The Basic Standalone EPS of your Company stood at C 8.65, compared to C 33.58 in the previous year, while the Diluted Standalone EPS was C 8.61, as against C 33.51 in the previous year.
THE YEAR IN PERSPECTIVE
In the year under review, amidst persistent geopolitical and economic challenges, the global economy faced elevated levels of uncertainty, putting the resilience of major economies to the test. Advanced economies recorded modest growth, constrained by prolonged tight monetary policies. In contrast, emerging markets led by India played a critical role in sustaining global economic momentum, supported by strong domestic demand, ongoing structural reforms, and sustained government expenditure. According to the World Bank’s Global Economic Prospects June 2025 report, India’s real GDP growth remained healthy at 6.5% in 2024.
In Fiscal Year 2025, your Company’s standalone business recorded a 5% year-on-year growth in Net Revenue, reaching C 2,536 crore, driven by stable business operations and continued momentum in the Prestige & Above segment. EBITDA for the year stood at C 163 crore, with EBITDA margins at 6%, impacted by elevated input costs and growth expenses in the Prestige & Above segment. The Net Profit for the year under review was C 25 crore.
In Fiscal 2025, the Consumer Business accounted for 39% of the Company’s Total Revenue.
In the Regular & Others segment, your Company maintained strong performance in key markets such as Rajasthan, with continued market leadership. This segment is characterized
by healthy EBITDA margins and strong return ratios, driven by a fast-moving cash cycle and a low asset base. Additionally, the Company’s entry into the Uttar Pradesh market in this category is expected to contribute positively in the year ahead.
The Prestige & Above segment gained strong momentum, contributing 13% to the Consumer Business revenue. Your Company successfully entered new categories, like Single Malt Whisky with DOAAB and Beer segment via a joint venture, marking a strategic expansion aligned with its longterm growth vision.
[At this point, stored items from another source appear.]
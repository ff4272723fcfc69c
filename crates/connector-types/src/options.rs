//! Construction options shared by all connectors.

use crate::chain::ChainId;
use serde::{Deserialize, Serialize};
use std::time::Duration;

/// Options forwarded to a connector at construction time.
#[derive(Debug, Clone, Default, PartialEq, Eq, Deserialize, Serialize)]
pub struct ConnectorOptions {
	/// Chains the application accepts. `None` accepts every chain.
	#[serde(default)]
	pub supported_chain_ids: Option<Vec<u64>>,
	/// Upper bound for a single provider request. `None` waits indefinitely.
	#[serde(default)]
	pub request_timeout_ms: Option<u64>,
}

impl ConnectorOptions {
	pub fn new() -> Self {
		Self::default()
	}

	pub fn with_supported_chain_ids(mut self, chain_ids: Vec<u64>) -> Self {
		self.supported_chain_ids = Some(chain_ids);
		self
	}

	pub fn with_request_timeout(mut self, timeout: Duration) -> Self {
		self.request_timeout_ms = Some(u64::try_from(timeout.as_millis()).unwrap_or(u64::MAX));
		self
	}

	pub fn request_timeout(&self) -> Option<Duration> {
		self.request_timeout_ms.map(Duration::from_millis)
	}

	/// Whether `chain_id` is accepted. Ids that cannot be read as a number are
	/// only accepted when no restriction is configured.
	pub fn is_supported(&self, chain_id: &ChainId) -> bool {
		match &self.supported_chain_ids {
			None => true,
			Some(ids) => chain_id.to_u64().is_some_and(|id| ids.contains(&id)),
		}
	}
}

#[cfg(test)]
mod tests {
	use super::*;

	#[test]
	fn test_unrestricted_by_default() {
		let options = ConnectorOptions::new();
		assert!(options.is_supported(&ChainId::from("0x1")));
		assert!(options.is_supported(&ChainId::from("unknown")));
		assert_eq!(options.request_timeout(), None);
	}

	#[test]
	fn test_supported_chain_ids() {
		let options = ConnectorOptions::new().with_supported_chain_ids(vec![1, 56]);
		assert!(options.is_supported(&ChainId::from("0x38")));
		assert!(options.is_supported(&ChainId::Number(1)));
		assert!(!options.is_supported(&ChainId::from("137")));
		assert!(!options.is_supported(&ChainId::from("unknown")));
	}

	#[test]
	fn test_request_timeout_round_trip() {
		let options = ConnectorOptions::new().with_request_timeout(Duration::from_secs(3));
		assert_eq!(options.request_timeout_ms, Some(3000));
		assert_eq!(options.request_timeout(), Some(Duration::from_secs(3)));
	}

	#[test]
	fn test_request_timeout_saturates() {
		let options = ConnectorOptions::new().with_request_timeout(Duration::MAX);
		assert_eq!(options.request_timeout_ms, Some(u64::MAX));
	}
}
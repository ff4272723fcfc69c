//! Chain identifier as reported by wallet providers.

use alloy::primitives::U64;
use serde::{Deserialize, Serialize};
use serde_json::Value;
use std::fmt;
use std::str::FromStr;

/// Chain identifier
///
/// Providers report the selected chain either as a number or as a string
/// (decimal from `net_version`, `0x`-prefixed hex from `eth_chainId`). The
/// value is kept as reported; `to_u64` gives the numeric form.
#[derive(Debug, Clone, PartialEq, Eq, Hash, Serialize, Deserialize)]
#[serde(untagged)]
pub enum ChainId {
	Number(u64),
	Text(String),
}

impl ChainId {
	/// Reads a chain id out of a raw provider value.
	///
	/// Empty strings, zero, `null`, booleans and containers count as "no
	/// value", matching how providers signal an unknown chain.
	pub fn from_value(value: &Value) -> Option<Self> {
		match value {
			Value::String(s) if !s.is_empty() => Some(Self::Text(s.clone())),
			Value::Number(n) => n.as_u64().filter(|id| *id != 0).map(Self::Number),
			_ => None,
		}
	}

	/// Numeric chain id, parsing decimal or `0x` hex text.
	pub fn to_u64(&self) -> Option<u64> {
		match self {
			Self::Number(id) => Some(*id),
			Self::Text(text) => U64::from_str(text.trim()).ok().map(|id| id.to::<u64>()),
		}
	}
}

impl fmt::Display for ChainId {
	fn fmt(&self, f: &mut fmt::Formatter<'_>) -> fmt::Result {
		match self {
			Self::Number(id) => write!(f, "{}", id),
			Self::Text(text) => write!(f, "{}", text),
		}
	}
}

impl From<u64> for ChainId {
	fn from(id: u64) -> Self {
		Self::Number(id)
	}
}

impl From<&str> for ChainId {
	fn from(text: &str) -> Self {
		Self::Text(text.to_string())
	}
}

#[cfg(test)]
mod tests {
	use super::*;
	use serde_json::json;

	#[test]
	fn test_from_value_keeps_reported_form() {
		assert_eq!(
			ChainId::from_value(&json!("56")),
			Some(ChainId::Text("56".into()))
		);
		assert_eq!(
			ChainId::from_value(&json!("0x1")),
			Some(ChainId::Text("0x1".into()))
		);
		assert_eq!(ChainId::from_value(&json!(137)), Some(ChainId::Number(137)));
	}

	#[test]
	fn test_from_value_rejects_empty_values() {
		assert_eq!(ChainId::from_value(&json!("")), None);
		assert_eq!(ChainId::from_value(&json!(0)), None);
		assert_eq!(ChainId::from_value(&Value::Null), None);
		assert_eq!(ChainId::from_value(&json!(false)), None);
		assert_eq!(ChainId::from_value(&json!(["0x1"])), None);
	}

	#[test]
	fn test_to_u64_parses_hex_and_decimal() {
		assert_eq!(ChainId::from("0x38").to_u64(), Some(56));
		assert_eq!(ChainId::from("56").to_u64(), Some(56));
		assert_eq!(ChainId::from(42161).to_u64(), Some(42161));
		assert_eq!(ChainId::from("mainnet").to_u64(), None);
	}

	#[test]
	fn test_serde_untagged() {
		let id: ChainId = serde_json::from_value(json!("0x1")).unwrap();
		assert_eq!(id, ChainId::Text("0x1".into()));
		let id: ChainId = serde_json::from_value(json!(10)).unwrap();
		assert_eq!(id, ChainId::Number(10));
		assert_eq!(ChainId::Number(10).to_string(), "10");
	}
}
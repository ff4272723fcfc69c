//! Connector for browser-injected wallet providers.
//!
//! Wallet extensions publish a provider object whose API differs between
//! vendors and releases. [`InjectedConnector`] adapts such a provider to the
//! [`connector_types::Connector`] contract:
//!
//! - the [`ProviderSlot`] is checked before every operation,
//! - logical requests run through fixed fallback chains of request styles
//!   ([`fallback`]), with responses unwrapped by [`normalize_response`],
//! - provider events are republished as connector notifications by the
//!   [`EventBridge`].

pub mod bridge;
pub mod connector;
pub mod fallback;
pub mod normalize;
pub mod provider;

#[cfg(any(test, feature = "testing"))]
pub mod mock;

pub use bridge::EventBridge;
pub use connector::InjectedConnector;
pub use fallback::{ChainOutcome, FallbackExecutor, RejectionPolicy, RequestStyle};
pub use normalize::normalize_response;
pub use provider::{
	EventHandler, EventSource, InjectedProvider, LegacyEnabler, ListenerRemoval, ProviderEventKind,
	ProviderSlot, RequestSender, RpcRequest, SharedProvider, Vendor,
};
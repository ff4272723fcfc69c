use anyhow::{anyhow, Context, Result};
use connector_config::LoggingConfig;
use std::str::FromStr;
use tracing::{info, Level};
use tracing_subscriber::{
	filter::LevelFilter, fmt::format::FmtSpan, layer::SubscriberExt, util::SubscriberInitExt,
};

/// Tracing configuration
#[derive(Debug, Clone)]
pub struct TracingConfig {
	pub level: Level,
	pub with_target: bool,
	pub with_file_and_line: bool,
	pub with_span_events: FmtSpan,
	pub json_format: bool,
}

impl Default for TracingConfig {
	fn default() -> Self {
		Self {
			level: Level::INFO,
			with_target: true,
			with_file_and_line: false,
			with_span_events: FmtSpan::NONE,
			json_format: false,
		}
	}
}

impl TracingConfig {
	pub fn new() -> Self {
		Self::default()
	}

	pub fn with_level(mut self, level: Level) -> Self {
		self.level = level;
		self
	}

	pub fn with_json_format(mut self, json: bool) -> Self {
		self.json_format = json;
		self
	}

	pub fn debug() -> Self {
		Self {
			level: Level::DEBUG,
			with_file_and_line: true,
			with_span_events: FmtSpan::ENTER | FmtSpan::CLOSE,
			..Self::default()
		}
	}

	/// Builds the subscriber settings from the `logging` config section.
	pub fn from_logging(logging: &LoggingConfig) -> Result<Self> {
		let level = Level::from_str(&logging.level)
			.map_err(|_| anyhow!("Unknown log level '{}'", logging.level))?;

		Ok(Self {
			level,
			with_target: logging.with_target,
			json_format: logging.json,
			..Self::default()
		})
	}
}

/// Initialize tracing with the given configuration
///
/// Fails if a global subscriber is already installed.
pub fn init_tracing(config: TracingConfig) -> Result<()> {
	let subscriber = tracing_subscriber::registry().with(LevelFilter::from_level(config.level));

	if config.json_format {
		let json_layer = tracing_subscriber::fmt::layer()
			.json()
			.with_span_events(config.with_span_events)
			.with_file(config.with_file_and_line)
			.with_line_number(config.with_file_and_line)
			.with_target(config.with_target);

		subscriber
			.with(json_layer)
			.try_init()
			.context("Failed to initialize tracing")?;
	} else {
		let fmt_layer = tracing_subscriber::fmt::layer()
			.with_span_events(config.with_span_events)
			.with_file(config.with_file_and_line)
			.with_line_number(config.with_file_and_line)
			.with_target(config.with_target);

		subscriber
			.with(fmt_layer)
			.try_init()
			.context("Failed to initialize tracing")?;
	}

	info!("Tracing initialized with level: {:?}", config.level);
	Ok(())
}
The Company has a robust portfolio, comprising 11 brands across 9 states. Fiscal 2025 was a milestone year for this segment which surpassed the revenue target of C 100 crore and achieved a topline of C 129 crore. Profitability continues to improve with rising volumes, and efficient operations. This segment is expected to drive the next phase of your Company’s growth trajectory.
In Fiscal 2025, the Manufacturing Business accounted for 61% of the Company’s Total Revenue. This segment encountered headwinds due to elevated input costs. However, your Company was able to effectively navigate these challenges, leveraging the operational flexibility and efficiency of its fungible manufacturing facilities. The rice supply policy announced by the Food Corporation of India (FCI) towards the end of FY25 is expected to positively impact the segment by improving the overall supply-demand balance for rice. The Company was also able to mitigate certain risks by procuring maize as an alternative, thereby diversifying its raw material mix.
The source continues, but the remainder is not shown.